Submitted by Fiona Beal
Recently I discovered this great video-creation application called Animoto https://animoto.com. I was delighted to see that one could apply for a free six-month educator subscription and be allowed to add 50 students free via a code to create their own accounts. I took advantage of the offer! The free Animoto Plus account allows one to make videos up to 20 minutes long and using up to 600 photos/video clips.
Animoto is a Web 2.0 tool that allows users to produce videos that blend photos, video clips, text and music. I couldn’t find any information about the allowed length of a video when using the free Animoto Plus account It is a very creative tool. I tried it out with my Grade 6, 7 and 8 classes this week and they loved it!
How to get started
This is how I went about it after my students had joined Animoto via the code sent to me by Animoto,
1. First we talked about video creation, copyright issues and the use of a storyboard to plan scenes and words. The storyboard I used can be downloaded here.
2. I set them a task of making a video about themselves as they learned how to use the application.
3. Below are the steps to using the application:
Step 1: Choose a style for the video
This was quite an interesting first step. One clicks on “Create” in the upper right corner to begin, and then makes the choice of a style. The style affects the look and feel of your video. There are a large number of option – click on any of the styles to see a preview.
Step 2: Add images and music
One then adds images and video clips, and makes the choice of some background music from Animoto’s great selection. Users can upload pictures from a computer or import still pictures or videos from other web-based libraries, such as Flickr or Picasa.
Step 3: Preview, produce & share!
When you’re all done, click the “PREVIEW VIDEO” button to see what your video will look like. If you need to make more edits, just click out of the screen and continue editing your video. To produce your video, click “PRODUCE”. When your video is ready, you’ll get an email alerting you. One’s video can be shared via Facebook, Twitter, or via email. Animoto videos can also be embedded into blogs or web sites. They can also be exported to YouTube, or downloaded to a computer for use in presentations.

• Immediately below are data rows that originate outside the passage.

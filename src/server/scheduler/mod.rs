//! Cron jobs running alongside the bot.

pub mod cooldown_sweep;
use crate::server::data::ticket_cooldown::TicketCooldownRepository;
use chrono::{Duration, Utc};
use sea_orm::{DbErr, EntityTrait};
use test_utils::{builder::TestBuilder, factory};

mod delete_older_than;
mod upsert;
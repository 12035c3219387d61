use chrono::{DateTime, Utc};
use serenity::all::{CreateAttachment, CreateMessage};

use crate::server::{
    data::ticket::TicketRepository,
    error::AppError,
    model::{
        actor::Actor,
        guild_config::GuildConfig,
        ticket::{CloseReport, Ticket},
        transcript::Transcript,
    },
};

use super::{access, builder, TicketService};

impl TicketService {
    /// Closes a ticket
    ///
    /// Authorisation and removal from the registry happen in one step: a second close
    /// racing in, or any later interaction in the channel, sees `NotFound`. After removal
    /// nothing is fatal: transcript capture, audit logging, marker role removal and
    /// snapshot cleanup each log their own failure, and the channel is always scheduled
    /// for deletion.
    ///
    /// # Returns
    /// - `Ok(CloseReport)`: What was closed and which follow-up steps succeeded
    /// - `Err(AppError::TicketErr(NotFound))`: No open ticket in this channel
    /// - `Err(AppError::TicketErr(NotAuthorized))`: Actor may not close this ticket
    pub async fn close(&self, actor: &Actor, channel_id: u64) -> Result<CloseReport, AppError> {
        let config = self.guild_config.current();

        let ticket = self
            .registry()
            .take_if(channel_id, |ticket| access::can_close(actor, ticket, &config))?;

        let closed_at = Utc::now();
        let duration_minutes = ticket.duration_minutes(closed_at);

        tracing::info!(
            "Closing ticket {} by {} after {} min",
            channel_id,
            actor.user_id,
            duration_minutes
        );

        self.notify(
            channel_id,
            builder::closing_notice(actor.user_id, self.settings.delete_delay.as_secs()),
        )
        .await;

        let transcript = match self
            .transcripts
            .capture(channel_id, &ticket.channel_name, closed_at)
            .await
        {
            Ok(transcript) => Some(transcript),
            Err(e) => {
                tracing::warn!("Failed to capture transcript of ticket {}: {}", channel_id, e);
                None
            }
        };

        let transcript_saved = transcript.is_some();
        let logged = self
            .post_audit_log(
                &config,
                &ticket,
                actor.user_id,
                closed_at,
                duration_minutes,
                transcript,
            )
            .await;

        if let Some(ticket_role_id) = config.ticket_role_id {
            if let Err(e) = self
                .gateway
                .remove_member_role(
                    ticket.guild_id,
                    ticket.opener_id,
                    ticket_role_id,
                    "Ticket closed",
                )
                .await
            {
                tracing::warn!(
                    "Failed to remove ticket role from user {}: {}",
                    ticket.opener_id,
                    e
                );
            }
        }

        if let Err(e) = TicketRepository::new(&self.db)
            .delete_by_channel_id(channel_id)
            .await
        {
            tracing::error!("Failed to delete ticket {} snapshot: {}", channel_id, e);
        }

        self.deletions
            .schedule(channel_id, self.settings.delete_delay);

        Ok(CloseReport {
            ticket,
            closed_by: actor.user_id,
            duration_minutes,
            transcript_saved,
            logged,
        })
    }

    /// Sends the audit entry for a closed ticket to the log channel.
    ///
    /// Returns whether the entry was delivered.
    async fn post_audit_log(
        &self,
        config: &GuildConfig,
        ticket: &Ticket,
        closed_by: u64,
        closed_at: DateTime<Utc>,
        duration_minutes: i64,
        transcript: Option<Transcript>,
    ) -> bool {
        let Some(log_channel_id) = config.log_channel_id else {
            tracing::warn!(
                "No log channel configured, skipping audit log for ticket {}",
                ticket.channel_id
            );
            return false;
        };

        let mut message = CreateMessage::new().embed(builder::audit_embed(
            ticket,
            closed_by,
            closed_at,
            duration_minutes,
            transcript.is_some(),
        ));
        if let Some(transcript) = transcript {
            message = message.add_file(CreateAttachment::bytes(
                transcript.content.into_bytes(),
                transcript.file_name,
            ));
        }

        match self.gateway.send_message(log_channel_id, message).await {
            Ok(_) => true,
            Err(e) => {
                tracing::error!(
                    "Failed to post audit log for ticket {} to {}: {}",
                    ticket.channel_id,
                    log_channel_id,
                    e
                );
                false
            }
        }
    }
}
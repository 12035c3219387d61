use chrono::{DateTime, Utc};
use serenity::all::CreateMessage;

use crate::server::{
    data::ticket_cooldown::TicketCooldownRepository,
    error::AppError,
    model::{
        guild_config::GuildConfig,
        ticket::{OpenTicketParam, Ticket},
    },
    service::discord::PrivateChannelRequest,
};

use super::{builder, TicketService};

impl TicketService {
    /// Opens a ticket for a member
    ///
    /// Fails before any side effect when the department role is unset, the member
    /// already has an open ticket, or their cooldown is running. Otherwise creates the
    /// private channel, posts the control message and registers the ticket.
    ///
    /// # Arguments
    /// - `param`: Guild, requesting member, department and optional priority
    ///
    /// # Returns
    /// - `Ok(Ticket)`: The registered ticket
    /// - `Err(AppError::TicketErr(ConfigIncomplete))`: Department role not configured
    /// - `Err(AppError::TicketErr(DuplicateTicket))`: Member already has an open ticket
    /// - `Err(AppError::TicketErr(OpenInProgress))`: Member's previous open still running
    /// - `Err(AppError::TicketErr(Cooldown))`: Member opened a ticket too recently
    /// - `Err(AppError::DiscordErr)`: Channel or control message creation failed
    pub async fn open(&self, param: OpenTicketParam) -> Result<Ticket, AppError> {
        let config = self.guild_config.current();
        let department_role_id = config.require_department_role(param.department)?;
        let opener_id = param.opener.user_id;

        let now = Utc::now();
        self.registry()
            .begin_open(opener_id, now, self.settings.cooldown)?;

        let result = self
            .create_ticket(&param, &config, department_role_id, now)
            .await;
        if result.is_err() {
            self.registry().abort_open(opener_id);
        }

        result
    }

    async fn create_ticket(
        &self,
        param: &OpenTicketParam,
        config: &GuildConfig,
        department_role_id: u64,
        now: DateTime<Utc>,
    ) -> Result<Ticket, AppError> {
        let category_id = match config.category_id {
            Some(category_id) => category_id,
            None => {
                self.gateway
                    .find_or_create_category(param.guild_id, builder::TICKET_CATEGORY_NAME)
                    .await?
            }
        };

        let mut staff_role_ids = vec![department_role_id];
        if let Some(oversight_role_id) = config.oversight_role_id {
            if oversight_role_id != department_role_id {
                staff_role_ids.push(oversight_role_id);
            }
        }

        let channel_name = builder::channel_name(param.department, &param.opener.name);
        let channel_id = self
            .gateway
            .create_private_channel(PrivateChannelRequest {
                guild_id: param.guild_id,
                name: builder::display_channel_name(&channel_name, param.priority),
                category_id: Some(category_id),
                topic: Some(format!(
                    "{} ticket opened by <@{}>",
                    param.department.label(),
                    param.opener.user_id
                )),
                overwrites: builder::channel_overwrites(
                    param.guild_id,
                    param.opener.user_id,
                    &staff_role_ids,
                    &config.blocked_role_ids,
                )?,
            })
            .await?;

        let mut ticket = Ticket {
            channel_id,
            guild_id: param.guild_id,
            channel_name,
            opener_id: param.opener.user_id,
            department: param.department,
            priority: param.priority,
            control_message_id: 0,
            claimed_by: None,
            start_time: now,
        };

        ticket.control_message_id = match self
            .gateway
            .send_message(
                channel_id,
                builder::control_message(&ticket, department_role_id),
            )
            .await
        {
            Ok(message_id) => message_id,
            Err(e) => {
                if let Err(delete_err) = self.gateway.delete_channel(channel_id).await {
                    tracing::warn!(
                        "Failed to remove channel {} after control message failure: {}",
                        channel_id,
                        delete_err
                    );
                }
                return Err(e);
            }
        };

        let ticket = self.registry().finish_open(ticket, now)?;

        self.persist(&ticket).await;
        if let Err(e) = TicketCooldownRepository::new(&self.db)
            .upsert(ticket.opener_id, now)
            .await
        {
            tracing::error!(
                "Failed to persist cooldown for user {}: {}",
                ticket.opener_id,
                e
            );
        }

        if let Some(ticket_role_id) = config.ticket_role_id {
            if let Err(e) = self
                .gateway
                .add_member_role(
                    ticket.guild_id,
                    ticket.opener_id,
                    ticket_role_id,
                    "Opened a ticket",
                )
                .await
            {
                tracing::warn!(
                    "Failed to add ticket role to user {}: {}",
                    ticket.opener_id,
                    e
                );
            }
        }

        tracing::info!(
            "Opened {} ticket {} for user {}",
            ticket.department,
            ticket.channel_id,
            ticket.opener_id
        );

        Ok(ticket)
    }

    /// Posts a message into an open ticket on behalf of the bot, best-effort.
    pub(super) async fn notify(&self, channel_id: u64, message: CreateMessage) {
        if let Err(e) = self.gateway.send_message(channel_id, message).await {
            tracing::warn!("Failed to post notice in ticket {}: {}", channel_id, e);
        }
    }
}
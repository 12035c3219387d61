use std::future::Future;

use tracing_subscriber::EnvFilter;

use crate::server::{
    config::Config, data::guild_config::GuildConfigStore, error::AppError,
    service::guild_config::GuildConfigService,
};

/// Installs the global tracing subscriber.
///
/// Reads the filter from `RUST_LOG`, defaulting to `info`.
pub fn init_logging() {
    let filter = EnvFilter::try_from_default_env().unwrap_or_else(|_| EnvFilter::new("info"));

    tracing_subscriber::fmt().with_env_filter(filter).init();
}

/// Connects to the Sqlite database and runs pending migrations.
///
/// Establishes a connection pool to the Sqlite database using the connection string from
/// configuration, then runs all pending SeaORM migrations so the ticket snapshot tables
/// exist before the registry is restored.
///
/// # Arguments
/// - `config` - Application configuration containing the database URL
///
/// # Returns
/// - `Ok(DatabaseConnection)` - Connected database with migrations applied
/// - `Err(AppError::DbErr)` - Failed to connect to database or run migrations
pub async fn connect_to_database(config: &Config) -> Result<sea_orm::DatabaseConnection, AppError> {
    use migration::{Migrator, MigratorTrait};
    use sea_orm::{ConnectOptions, Database};

    let mut opt = ConnectOptions::new(&config.database_url);
    opt.sqlx_logging(false);

    let db = Database::connect(opt).await?;

    Migrator::up(&db, None).await?;

    Ok(db)
}

/// Loads the guild configuration file named in the environment.
///
/// # Returns
/// - `Ok(GuildConfigService)` - Loaded configuration, all-unset if the file is missing
/// - `Err(AppError::ConfigErr)` - File exists but is unreadable or malformed
pub async fn load_guild_config(config: &Config) -> Result<GuildConfigService, AppError> {
    GuildConfigService::load(GuildConfigStore::new(&config.guild_config_path)).await
}

/// Resolves once the process is asked to stop, by Ctrl+C or by SIGTERM.
///
/// The SIGTERM listener is installed when this is called rather than on first poll, so
/// a signal arriving before the server starts is not lost. A listener that cannot be
/// installed is logged and never fires.
pub fn shutdown_signal() -> impl Future<Output = ()> {
    #[cfg(unix)]
    let terminate = match tokio::signal::unix::signal(tokio::signal::unix::SignalKind::terminate())
    {
        Ok(signal) => Some(signal),
        Err(e) => {
            tracing::error!("Failed to listen for SIGTERM: {}", e);
            None
        }
    };

    async move {
        let ctrl_c = async {
            match tokio::signal::ctrl_c().await {
                Ok(()) => tracing::info!("Received Ctrl+C"),
                Err(e) => {
                    tracing::error!("Failed to listen for Ctrl+C: {}", e);
                    std::future::pending::<()>().await
                }
            }
        };

        #[cfg(unix)]
        {
            let terminate = async {
                match terminate {
                    Some(mut signal) => {
                        signal.recv().await;
                        tracing::info!("Received SIGTERM");
                    }
                    None => std::future::pending::<()>().await,
                }
            };

            tokio::select! {
                _ = ctrl_c => {}
                _ = terminate => {}
            }
        }

        #[cfg(not(unix))]
        ctrl_c.await;
    }
}
use sea_orm_migration::{prelude::*, schema::*};

#[derive(DeriveMigrationName)]
pub struct Migration;

#[async_trait::async_trait]
impl MigrationTrait for Migration {
    async fn up(&self, manager: &SchemaManager) -> Result<(), DbErr> {
        manager
            .create_table(
                Table::create()
                    .table(TicketCooldown::Table)
                    .if_not_exists()
                    .col(pk_auto(TicketCooldown::Id))
                    .col(string(TicketCooldown::UserId))
                    .col(timestamp(TicketCooldown::LastOpenedAt))
                    .to_owned(),
            )
            .await?;

        manager
            .create_index(
                Index::create()
                    .name("idx_ticket_cooldown_user_id")
                    .table(TicketCooldown::Table)
                    .col(TicketCooldown::UserId)
                    .unique()
                    .to_owned(),
            )
            .await?;

        Ok(())
    }

    async fn down(&self, manager: &SchemaManager) -> Result<(), DbErr> {
        manager
            .drop_index(
                Index::drop()
                    .name("idx_ticket_cooldown_user_id")
                    .table(TicketCooldown::Table)
                    .to_owned(),
            )
            .await?;

        manager
            .drop_table(Table::drop().table(TicketCooldown::Table).to_owned())
            .await
    }
}

#[derive(DeriveIden)]
enum TicketCooldown {
    Table,
    Id,
    UserId,
    LastOpenedAt,
}
use crate::server::error::{internal::InternalError, AppError};

/// Parses a u64 value from String
///
/// Discord ids are stored as text in SQLite and converted back at the repository
/// boundary.
///
/// # Arguments
/// - `value` - The String to attempt to parse into `u64`
///
/// # Returns
/// - `Ok(u64)` - Successfully parsed String to `u64`
/// - `Err(AppError::InternalErr(ParseStringId))` - Failed to parse
///   the string as a u64
pub fn parse_u64_from_string(value: String) -> Result<u64, AppError> {
    let result = value
        .parse::<u64>()
        .map_err(|e| InternalError::ParseStringId { value, source: e })?;

    Ok(result)
}

/// Parses an optional stored id, passing `None` through.
pub fn parse_optional_u64(value: Option<String>) -> Result<Option<u64>, AppError> {
    value.map(parse_u64_from_string).transpose()
}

These first two short videos gives a quick summary on how to use Animoto
a) How to use Animoto
b) Animoto in 60 seconds
c) This is a good example of an Animoto video
Ideas for using Animoto in the classroom
a) The following five ideas come from ReadWriteThink
- At the start of the school year, students could use Animoto to introduce themselves or their classmates.
- Students can illustrate their own poetry using digital images they find on Internet or ones they take.
- Animoto can be used to present research information to the class.
- Students could illustrate step-by-step instructions for procedure writing.
- Send students on a scavenger hunt, supplied with digital cameras. Have students assemble their digital images into an Animoto video to display what they found.
- curriculum, such as thisvideo on the news events of 2000-2009. Show the students this video as a sample of what they will produce.
- Model for students how to create an Animoto video. Discuss the selection of music to create a mood for the video as well as choosing photos and videos that clearly relate to the topic. Talk about the use of text to help the viewer follow the ideas expressed in the video. Provide students sufficient time to create their Animoto videos.
- Develop a rubric for evaluating students’ Animoto videos. Consider “choice of music,” “organization of photos and videos,” and “use of concise text” as categories. For an example, see the Haiku Rubric used to evaluate a student-written haiku presented in an Animoto video.
b) See Animoto in the Classroom: Activity Ideas for more idea
c) See 6 Videos to Use in Your Classroom for some great video project ideas.
Why not try out this great application. You might find, like I did, that I wished I’d discovered this long ago!